*** Begin section ***

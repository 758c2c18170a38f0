#![forbid(unsafe_code)]

//! Toast notifications stacked in the bottom-right corner.
//!
//! The newest visible toast sits closest to the corner; older ones stack
//! upward. Hidden toasts keep their slot in the state but take no space.

use overdeck_core::{ItemProps, KindState, Result};
use overdeck_runtime::{
    DismissTimers, Handle, KindDescriptor, OverlayKind, RegistryContext, TimerToken,
};
use web_time::{Duration, Instant};

use crate::layer::{Block, Layer, Placement, truncate_to_width};

/// Registry name of the toast kind.
pub const TOAST_KIND: &str = "toast";

/// Item prop naming the toast level.
pub const LEVEL_PROP: &str = "level";

/// Severity shown as a leading marker.
#[derive(Debug, Clone, Copy, PartialEq, Eq, Hash, Default)]
pub enum ToastLevel {
    #[default]
    Info,
    Success,
    Warning,
    Error,
}

impl ToastLevel {
    #[must_use]
    pub const fn as_str(self) -> &'static str {
        match self {
            Self::Info => "info",
            Self::Success => "success",
            Self::Warning => "warning",
            Self::Error => "error",
        }
    }

    #[must_use]
    pub fn parse(s: &str) -> Option<Self> {
        match s {
            "info" => Some(Self::Info),
            "success" => Some(Self::Success),
            "warning" => Some(Self::Warning),
            "error" => Some(Self::Error),
            _ => None,
        }
    }

    const fn marker(self) -> &'static str {
        match self {
            Self::Info => "i",
            Self::Success => "✓",
            Self::Warning => "!",
            Self::Error => "✗",
        }
    }
}

/// Layout knobs for the toast stack.
#[derive(Debug, Clone, PartialEq, Eq)]
pub struct ToastConfig {
    /// Newest visible toasts to render; older ones wait off-screen.
    pub max_visible: usize,
    /// Blank rows between stacked toasts.
    pub gap: u16,
    /// Maximum text width inside a toast.
    pub width: u16,
    /// Distance from the right and bottom edges.
    pub margin: u16,
}

impl Default for ToastConfig {
    fn default() -> Self {
        Self {
            max_visible: 5,
            gap: 0,
            width: 32,
            margin: 1,
        }
    }
}

impl ToastConfig {
    #[must_use]
    pub fn max_visible(mut self, max_visible: usize) -> Self {
        self.max_visible = max_visible;
        self
    }

    #[must_use]
    pub fn gap(mut self, gap: u16) -> Self {
        self.gap = gap;
        self
    }

    #[must_use]
    pub fn width(mut self, width: u16) -> Self {
        self.width = width;
        self
    }

    #[must_use]
    pub fn margin(mut self, margin: u16) -> Self {
        self.margin = margin;
        self
    }
}

/// Descriptor registering the toast kind.
#[derive(Debug, Clone, Default)]
pub struct ToastKind {
    config: ToastConfig,
}

impl ToastKind {
    #[must_use]
    pub fn new(config: ToastConfig) -> Self {
        Self { config }
    }
}

impl KindDescriptor<Layer> for ToastKind {
    type Content = String;

    fn name(&self) -> &str {
        TOAST_KIND
    }

    fn render(&self, state: &KindState<String>) -> Layer {
        let width = usize::from(self.config.width);
        let mut bottom = self.config.margin;
        let mut blocks = Vec::new();

        for item in state
            .iter()
            .rev()
            .filter(|item| item.is_shown())
            .take(self.config.max_visible)
        {
            let level = item
                .props
                .get(LEVEL_PROP)
                .and_then(|level| ToastLevel::parse(level));
            let lines: Vec<String> = item
                .content
                .lines()
                .enumerate()
                .map(|(row, line)| match level {
                    Some(level) if row == 0 => {
                        truncate_to_width(&format!("{} {line}", level.marker()), width)
                    }
                    _ => truncate_to_width(line, width),
                })
                .collect();
            let block = Block {
                id: item.id,
                placement: Placement::BottomRight {
                    right: self.config.margin,
                    bottom,
                },
                lines,
            };
            bottom = bottom
                .saturating_add(block.outer_size().1)
                .saturating_add(self.config.gap);
            blocks.push(block);
        }

        // Oldest first so the newest draws last.
        blocks.reverse();
        Layer {
            backdrop: false,
            blocks,
        }
    }
}

/// Instance API for toasts.
#[derive(Debug, Clone)]
pub struct Toasts {
    kind: OverlayKind<String>,
}

impl Toasts {
    /// Register the toast kind.
    ///
    /// # Errors
    ///
    /// `DuplicateKind` if a toast kind is already registered.
    pub fn register(ctx: &mut RegistryContext<Layer>, config: ToastConfig) -> Result<Self> {
        let kind = ctx.register(ToastKind::new(config))?;
        Ok(Self { kind })
    }

    /// Bind to an already registered toast kind.
    ///
    /// # Errors
    ///
    /// `UnknownKind` if no toast kind was registered.
    pub fn from_registry(ctx: &RegistryContext<Layer>) -> Result<Self> {
        let kind = ctx.get::<String>(TOAST_KIND)?;
        Ok(Self { kind })
    }

    #[must_use]
    pub fn kind(&self) -> &OverlayKind<String> {
        &self.kind
    }

    pub fn open(&self, content: impl FnOnce(&Handle<String>) -> String) -> Handle<String> {
        self.kind.open(content)
    }

    pub fn open_with_level(
        &self,
        level: ToastLevel,
        content: impl FnOnce(&Handle<String>) -> String,
    ) -> Handle<String> {
        let mut props = ItemProps::new();
        props.insert(LEVEL_PROP.to_string(), level.as_str().to_string());
        self.kind.open_with_props(props, content)
    }

    /// Open a toast that closes itself once `ttl` has elapsed on `timers`.
    pub fn open_for(
        &self,
        ttl: Duration,
        timers: &mut DismissTimers,
        now: Instant,
        content: impl FnOnce(&Handle<String>) -> String,
    ) -> (Handle<String>, TimerToken) {
        let handle = self.kind.open(content);
        let token = timers.schedule(&handle, ttl, now);
        tracing::debug!(
            message = "toast.auto_dismiss",
            id = handle.id().get(),
            ttl_ms = u64::try_from(ttl.as_millis()).unwrap_or(u64::MAX)
        );
        (handle, token)
    }
}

*** End section ***

For each record above, give it again without a single change.

repository 758c2c18170a38f0
#![forbid(unsafe_code)]

//! Toast notifications stacked in the bottom-right corner.
//!
//! The newest visible toast sits closest to the corner; older ones stack
//! upward. Hidden toasts keep their slot in the state but take no space.

use overdeck_core::{ItemProps, KindState, Result};
use overdeck_runtime::{
    DismissTimers, Handle, KindDescriptor, OverlayKind, RegistryContext, TimerToken,
};
use web_time::{Duration, Instant};

use crate::layer::{Block, Layer, Placement, truncate_to_width};

/// Registry name of the toast kind.
pub const TOAST_KIND: &str = "toast";

/// Item prop naming the toast level.
pub const LEVEL_PROP: &str = "level";

/// Severity shown as a leading marker.
#[derive(Debug, Clone, Copy, PartialEq, Eq, Hash, Default)]
pub enum ToastLevel {
    #[default]
    Info,
    Success,
    Warning,
    Error,
}

impl ToastLevel {
    #[must_use]
    pub const fn as_str(self) -> &'static str {
        match self {
            Self::Info => "info",
            Self::Success => "success",
            Self::Warning => "warning",
            Self::Error => "error",
        }
    }

    #[must_use]
    pub fn parse(s: &str) -> Option<Self> {
        match s {
            "info" => Some(Self::Info),
            "success" => Some(Self::Success),
            "warning" => Some(Self::Warning),
            "error" => Some(Self::Error),
            _ => None,
        }
    }

    const fn marker(self) -> &'static str {
        match self {
            Self::Info => "i",
            Self::Success => "✓",
            Self::Warning => "!",
            Self::Error => "✗",
        }
    }
}

/// Layout knobs for the toast stack.
#[derive(Debug, Clone, PartialEq, Eq)]
pub struct ToastConfig {
    /// Newest visible toasts to render; older ones wait off-screen.
    pub max_visible: usize,
    /// Blank rows between stacked toasts.
    pub gap: u16,
    /// Maximum text width inside a toast.
    pub width: u16,
    /// Distance from the right and bottom edges.
    pub margin: u16,
}

impl Default for ToastConfig {
    fn default() -> Self {
        Self {
            max_visible: 5,
            gap: 0,
            width: 32,
            margin: 1,
        }
    }
}

impl ToastConfig {
    #[must_use]
    pub fn max_visible(mut self, max_visible: usize) -> Self {
        self.max_visible = max_visible;
        self
    }

    #[must_use]
    pub fn gap(mut self, gap: u16) -> Self {
        self.gap = gap;
        self
    }

    #[must_use]
    pub fn width(mut self, width: u16) -> Self {
        self.width = width;
        self
    }

    #[must_use]
    pub fn margin(mut self, margin: u16) -> Self {
        self.margin = margin;
        self
    }
}

/// Descriptor registering the toast kind.
#[derive(Debug, Clone, Default)]
pub struct ToastKind {
    config: ToastConfig,
}

impl ToastKind {
    #[must_use]
    pub fn new(config: ToastConfig) -> Self {
        Self { config }
    }
}

impl KindDescriptor<Layer> for ToastKind {
    type Content = String;

    fn name(&self) -> &str {
        TOAST_KIND
    }

    fn render(&self, state: &KindState<String>) -> Layer {
        let width = usize::from(self.config.width);
        let mut bottom = self.config.margin;
        let mut blocks = Vec::new();

        for item in state
            .iter()
            .rev()
            .filter(|item| item.is_shown())
            .take(self.config.max_visible)
        {
            let level = item
                .props
                .get(LEVEL_PROP)
                .and_then(|level| ToastLevel::parse(level));
            let lines: Vec<String> = item
                .content
                .lines()
                .enumerate()
                .map(|(row, line)| match level {
                    Some(level) if row == 0 => {
                        truncate_to_width(&format!("{} {line}", level.marker()), width)
                    }
                    _ => truncate_to_width(line, width),
                })
                .collect();
            let block = Block {
                id: item.id,
                placement: Placement::BottomRight {
                    right: self.config.margin,
                    bottom,
                },
                lines,
            };
            bottom = bottom
                .saturating_add(block.outer_size().1)
                .saturating_add(self.config.gap);
            blocks.push(block);
        }

        // Oldest first so the newest draws last.
        blocks.reverse();
        Layer {
            backdrop: false,
            blocks,
        }
    }
}

/// Instance API for toasts.
#[derive(Debug, Clone)]
pub struct Toasts {
    kind: OverlayKind<String>,
}

impl Toasts {
    /// Register the toast kind.
    ///
    /// # Errors
    ///
    /// `DuplicateKind` if a toast kind is already registered.
    pub fn register(ctx: &mut RegistryContext<Layer>, config: ToastConfig) -> Result<Self> {
        let kind = ctx.register(ToastKind::new(config))?;
        Ok(Self { kind })
    }

    /// Bind to an already registered toast kind.
    ///
    /// # Errors
    ///
    /// `UnknownKind` if no toast kind was registered.
    pub fn from_registry(ctx: &RegistryContext<Layer>) -> Result<Self> {
        let kind = ctx.get::<String>(TOAST_KIND)?;
        Ok(Self { kind })
    }

    #[must_use]
    pub fn kind(&self) -> &OverlayKind<String> {
        &self.kind
    }

    pub fn open(&self, content: impl FnOnce(&Handle<String>) -> String) -> Handle<String> {
        self.kind.open(content)
    }

    pub fn open_with_level(
        &self,
        level: ToastLevel,
        content: impl FnOnce(&Handle<String>) -> String,
    ) -> Handle<String> {
        let mut props = ItemProps::new();
        props.insert(LEVEL_PROP.to_string(), level.as_str().to_string());
        self.kind.open_with_props(props, content)
    }

    /// Open a toast that closes itself once `ttl` has elapsed on `timers`.
    pub fn open_for(
        &self,
        ttl: Duration,
        timers: &mut DismissTimers,
        now: Instant,
        content: impl FnOnce(&Handle<String>) -> String,
    ) -> (Handle<String>, TimerToken) {
        let handle = self.kind.open(content);
        let token = timers.schedule(&handle, ttl, now);
        tracing::debug!(
            message = "toast.auto_dismiss",
            id = handle.id().get(),
            ttl_ms = u64::try_from(ttl.as_millis()).unwrap_or(u64::MAX)
        );
        (handle, token)
    }
}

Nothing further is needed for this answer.